-- Opening Marker --
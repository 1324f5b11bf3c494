//! Standardized API error responses (RFC 7807).

use serde::{Deserialize, Serialize};

/// RFC 7807 Problem Details for HTTP APIs.
///
/// See: https://datatracker.ietf.org/doc/html/rfc7807
#[derive(Debug, Clone, Serialize, Deserialize)]
pub struct ErrorResponse {
    /// A URI reference that identifies the problem type.
    #[serde(rename = "type")]
    pub error_type: String,

    /// A short, human-readable summary of the problem type.
    pub title: String,

    /// The HTTP status code.
    pub status: u16,

    /// A human-readable explanation specific to this occurrence.
    #[serde(skip_serializing_if = "Option::is_none")]
    pub detail: Option<String>,

    /// Seconds until the client may retry (rate-limit responses only).
    #[serde(skip_serializing_if = "Option::is_none")]
    pub retry_after: Option<u64>,
}

impl ErrorResponse {
    pub fn new(status: u16, title: impl Into<String>) -> Self {
        Self {
            error_type: "about:blank".to_string(),
            title: title.into(),
            status,
            detail: None,
            retry_after: None,
        }
    }

    pub fn with_detail(mut self, detail: impl Into<String>) -> Self {
        self.detail = Some(detail.into());
        self
    }

    pub fn with_retry_after(mut self, seconds: u64) -> Self {
        self.retry_after = Some(seconds);
        self
    }

    // Common error constructors
    pub fn bad_request(detail: impl Into<String>) -> Self {
        Self::new(400, "Bad Request").with_detail(detail)
    }

    pub fn too_many_requests(detail: impl Into<String>) -> Self {
        Self::new(429, "Too Many Requests").with_detail(detail)
    }

    pub fn internal_error() -> Self {
        Self::new(500, "Internal Server Error")
    }

    pub fn bad_gateway(detail: impl Into<String>) -> Self {
        Self::new(502, "Bad Gateway").with_detail(detail)
    }
}
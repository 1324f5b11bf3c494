//! Data Transfer Objects - request/response types for the API.

use serde::{Deserialize, Serialize};
use serde_json::Value;

/// Query string for `GET /api/search`.
#[derive(Debug, Clone, Serialize, Deserialize)]
pub struct SearchQuery {
    pub location: String,
}

impl SearchQuery {
    /// Cache-friendly form of the location: trimmed and lower-cased.
    pub fn normalized_location(&self) -> String {
        self.location.trim().to_lowercase()
    }
}

/// Placeholder valuation served when the provider is unavailable.
#[derive(Debug, Clone, PartialEq, Serialize, Deserialize)]
#[serde(rename_all = "camelCase")]
pub struct ZestimateFallback {
    pub zpid: String,
    pub zestimate: Option<f64>,
    pub is_fallback: bool,
}

impl ZestimateFallback {
    pub fn new(zpid: impl Into<String>) -> Self {
        Self {
            zpid: zpid.into(),
            zestimate: None,
            is_fallback: true,
        }
    }
}

/// Empty search result served when the provider is unavailable.
#[derive(Debug, Clone, PartialEq, Serialize, Deserialize)]
#[serde(rename_all = "camelCase")]
pub struct SearchFallback {
    pub results: Vec<Value>,
    pub is_fallback: bool,
}

impl Default for SearchFallback {
    fn default() -> Self {
        Self {
            results: Vec::new(),
            is_fallback: true,
        }
    }
}

/// Liveness payload for `GET /api/health`.
#[derive(Debug, Clone, Serialize, Deserialize)]
pub struct HealthResponse {
    pub status: String,
    pub version: String,
    pub timestamp: String,
    pub cached_entries: usize,
    pub tracked_clients: usize,
}
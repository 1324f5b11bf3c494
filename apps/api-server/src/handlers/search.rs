//! Location search proxy.

use actix_web::{HttpResponse, web};

use keystone_shared::dto::{SearchFallback, SearchQuery};

use crate::handlers::fetched_response;
use crate::middleware::error::{AppError, AppResult};
use crate::observability::RequestContext;
use crate::state::AppState;

/// GET /api/search?location=...
///
/// Locations differing only in case or surrounding whitespace share a cache
/// entry. An empty result set is served when the provider is unavailable.
pub async fn search_location(
    state: web::Data<AppState>,
    ctx: RequestContext,
    query: web::Query<SearchQuery>,
) -> AppResult<HttpResponse> {
    let location = query.normalized_location();
    if location.is_empty() {
        return Err(AppError::BadRequest("location must not be empty".to_string()));
    }

    let cache_key = format!("search:{location}");
    let fallback = serde_json::to_value(SearchFallback::default())
        .map_err(|e| AppError::Internal(e.to_string()))?;
    let listings = state.listings.clone();
    let raw_location = query.into_inner().location.trim().to_string();

    let fetched = state
        .gate
        .fetch(
            ctx.client_id(),
            &cache_key,
            &state.policies.search,
            || async move { listings.search_location(&raw_location).await },
            Some(fallback),
        )
        .await?;

    Ok(fetched_response(fetched))
}

#[cfg(test)]
mod tests {
    use std::sync::Arc;
    use std::time::Duration;

    use actix_web::{App, http::StatusCode, test, web};
    use keystone_core::UpstreamError;
    use serde_json::{Value, json};

    use crate::handlers::configure_routes;
    use crate::handlers::test_support::{StubProvider, state};

    #[actix_web::test]
    async fn test_locations_are_normalized_for_caching() {
        let provider = Arc::new(StubProvider::default());
        let (state, _) = state(provider.clone(), 10);
        let app = test::init_service(
            App::new()
                .app_data(web::Data::new(state))
                .configure(configure_routes),
        )
        .await;

        let first = test::TestRequest::get()
            .uri("/api/search?location=Austin%2C%20TX")
            .to_request();
        let resp = test::call_service(&app, first).await;
        assert_eq!(resp.headers().get("X-Cache-Status").unwrap(), "MISS");

        let second = test::TestRequest::get()
            .uri("/api/search?location=%20austin%2C%20tx%20")
            .to_request();
        let resp = test::call_service(&app, second).await;
        assert_eq!(resp.headers().get("X-Cache-Status").unwrap(), "HIT");

        let body: Value = test::read_body_json(resp).await;
        assert_eq!(body["location"], "Austin, TX");
        assert_eq!(provider.calls(), 1);
    }

    #[actix_web::test]
    async fn test_search_cache_expires() {
        let provider = Arc::new(StubProvider::default());
        let (state, clock) = state(provider.clone(), 10);
        let app = test::init_service(
            App::new()
                .app_data(web::Data::new(state))
                .configure(configure_routes),
        )
        .await;

        let request = || {
            test::TestRequest::get()
                .uri("/api/search?location=78701")
                .to_request()
        };

        test::call_service(&app, request()).await;
        clock.advance(Duration::from_secs(600));
        let resp = test::call_service(&app, request()).await;

        assert_eq!(resp.headers().get("X-Cache-Status").unwrap(), "MISS");
        assert_eq!(provider.calls(), 2);
    }

    #[actix_web::test]
    async fn test_failed_search_serves_empty_results() {
        let provider = Arc::new(StubProvider::failing(UpstreamError::Transport(
            "connection refused".to_string(),
        )));
        let (state, _) = state(provider, 10);
        let app = test::init_service(
            App::new()
                .app_data(web::Data::new(state))
                .configure(configure_routes),
        )
        .await;

        let req = test::TestRequest::get()
            .uri("/api/search?location=78701")
            .to_request();
        let resp = test::call_service(&app, req).await;
        assert_eq!(resp.status(), StatusCode::OK);

        let body: Value = test::read_body_json(resp).await;
        assert_eq!(body, json!({ "results": [], "isFallback": true }));
    }

    #[actix_web::test]
    async fn test_blank_location_is_rejected() {
        let provider = Arc::new(StubProvider::default());
        let (state, _) = state(provider, 10);
        let app = test::init_service(
            App::new()
                .app_data(web::Data::new(state))
                .configure(configure_routes),
        )
        .await;

        let req = test::TestRequest::get()
            .uri("/api/search?location=%20%20")
            .to_request();
        let resp = test::call_service(&app, req).await;
        assert_eq!(resp.status(), StatusCode::BAD_REQUEST);
    }
}
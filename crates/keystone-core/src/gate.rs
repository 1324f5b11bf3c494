//! Guarded fetch - rate limit, then cache, then upstream.

use std::future::Future;
use std::sync::Arc;
use std::time::Duration;

use crate::error::{GateError, PolicyError, UpstreamError};
use crate::ports::{Cache, RateLimitDecision, RateLimitPolicy, RateLimiter};

/// Per-call limits applied by [`GuardedFetch::fetch`].
#[derive(Debug, Clone, Copy, PartialEq, Eq)]
pub struct FetchPolicy {
    pub rate_limit: RateLimitPolicy,
    pub ttl: Duration,
}

impl FetchPolicy {
    pub fn new(rate_limit: RateLimitPolicy, ttl: Duration) -> Result<Self, PolicyError> {
        if ttl.is_zero() {
            return Err(PolicyError::ZeroTtl);
        }
        Ok(Self { rate_limit, ttl })
    }
}

/// Where a fetched value came from.
#[derive(Debug, Clone, Copy, PartialEq, Eq)]
pub enum FetchSource {
    Cache,
    Upstream,
    Fallback,
}

impl FetchSource {
    /// Value for the `X-Cache-Status` response header.
    pub fn cache_status(&self) -> &'static str {
        match self {
            FetchSource::Cache => "HIT",
            FetchSource::Upstream => "MISS",
            FetchSource::Fallback => "FALLBACK",
        }
    }
}

/// A value returned by the gate together with its origin.
#[derive(Debug, Clone, PartialEq)]
pub struct Fetched<V> {
    pub value: V,
    pub source: FetchSource,
    /// The caller's allowance after this request was admitted.
    pub rate_limit: RateLimitDecision,
}

impl<V> Fetched<V> {
    pub fn is_fallback(&self) -> bool {
        self.source == FetchSource::Fallback
    }
}

/// Composes a [`RateLimiter`] and a [`Cache`] in front of an arbitrary
/// upstream future.
///
/// The gate never retries, never times out, and does not coalesce
/// concurrent misses for the same key: two callers that miss at the same
/// time both reach upstream and the later write wins.
pub struct GuardedFetch<V> {
    limiter: Arc<dyn RateLimiter>,
    cache: Arc<dyn Cache<V>>,
}

impl<V> Clone for GuardedFetch<V> {
    fn clone(&self) -> Self {
        Self {
            limiter: self.limiter.clone(),
            cache: self.cache.clone(),
        }
    }
}

impl<V> GuardedFetch<V>
where
    V: Clone + Send + Sync + 'static,
{
    pub fn new(limiter: Arc<dyn RateLimiter>, cache: Arc<dyn Cache<V>>) -> Self {
        Self { limiter, cache }
    }

    pub fn limiter(&self) -> &Arc<dyn RateLimiter> {
        &self.limiter
    }

    pub fn cache(&self) -> &Arc<dyn Cache<V>> {
        &self.cache
    }

    /// Fetch `cache_key` on behalf of `client_id`.
    ///
    /// 1. The client's rate limit is checked first; a denied client gets
    ///    [`GateError::RateLimited`] even if the key is cached.
    /// 2. A live cache entry is returned without calling `upstream`.
    /// 3. Otherwise `upstream` runs exactly once. Successes are cached for
    ///    `policy.ttl`. Failures yield `fallback` when one is given, and the
    ///    fallback is never cached.
    pub async fn fetch<F, Fut>(
        &self,
        client_id: &str,
        cache_key: &str,
        policy: &FetchPolicy,
        upstream: F,
        fallback: Option<V>,
    ) -> Result<Fetched<V>, GateError>
    where
        F: FnOnce() -> Fut,
        Fut: Future<Output = Result<V, UpstreamError>>,
    {
        let decision = self.limiter.allow(client_id, &policy.rate_limit);
        if !decision.allowed {
            tracing::warn!(
                client_id = %client_id,
                retry_after = ?decision.reset_after,
                "Client rate limit exceeded"
            );
            return Err(GateError::RateLimited {
                retry_after: decision.reset_after,
            });
        }

        if let Some(value) = self.cache.get(cache_key) {
            tracing::debug!(cache_key = %cache_key, "Cache hit");
            return Ok(Fetched {
                value,
                source: FetchSource::Cache,
                rate_limit: decision,
            });
        }

        tracing::debug!(cache_key = %cache_key, "Cache miss, calling upstream");

        match upstream().await {
            Ok(value) => {
                self.cache.put(cache_key, value.clone(), policy.ttl);
                Ok(Fetched {
                    value,
                    source: FetchSource::Upstream,
                    rate_limit: decision,
                })
            }
            Err(err) => match fallback {
                Some(value) => {
                    tracing::warn!(
                        cache_key = %cache_key,
                        error = %err,
                        "Upstream failed, serving fallback"
                    );
                    Ok(Fetched {
                        value,
                        source: FetchSource::Fallback,
                        rate_limit: decision,
                    })
                }
                None if err.is_rate_limited() => Err(GateError::UpstreamRateLimited),
                None => Err(GateError::Upstream(err)),
            },
        }
    }
}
-- Closing Marker --
*To do*: Report only how many lines above include "StatusCode".

*Answer section*: 3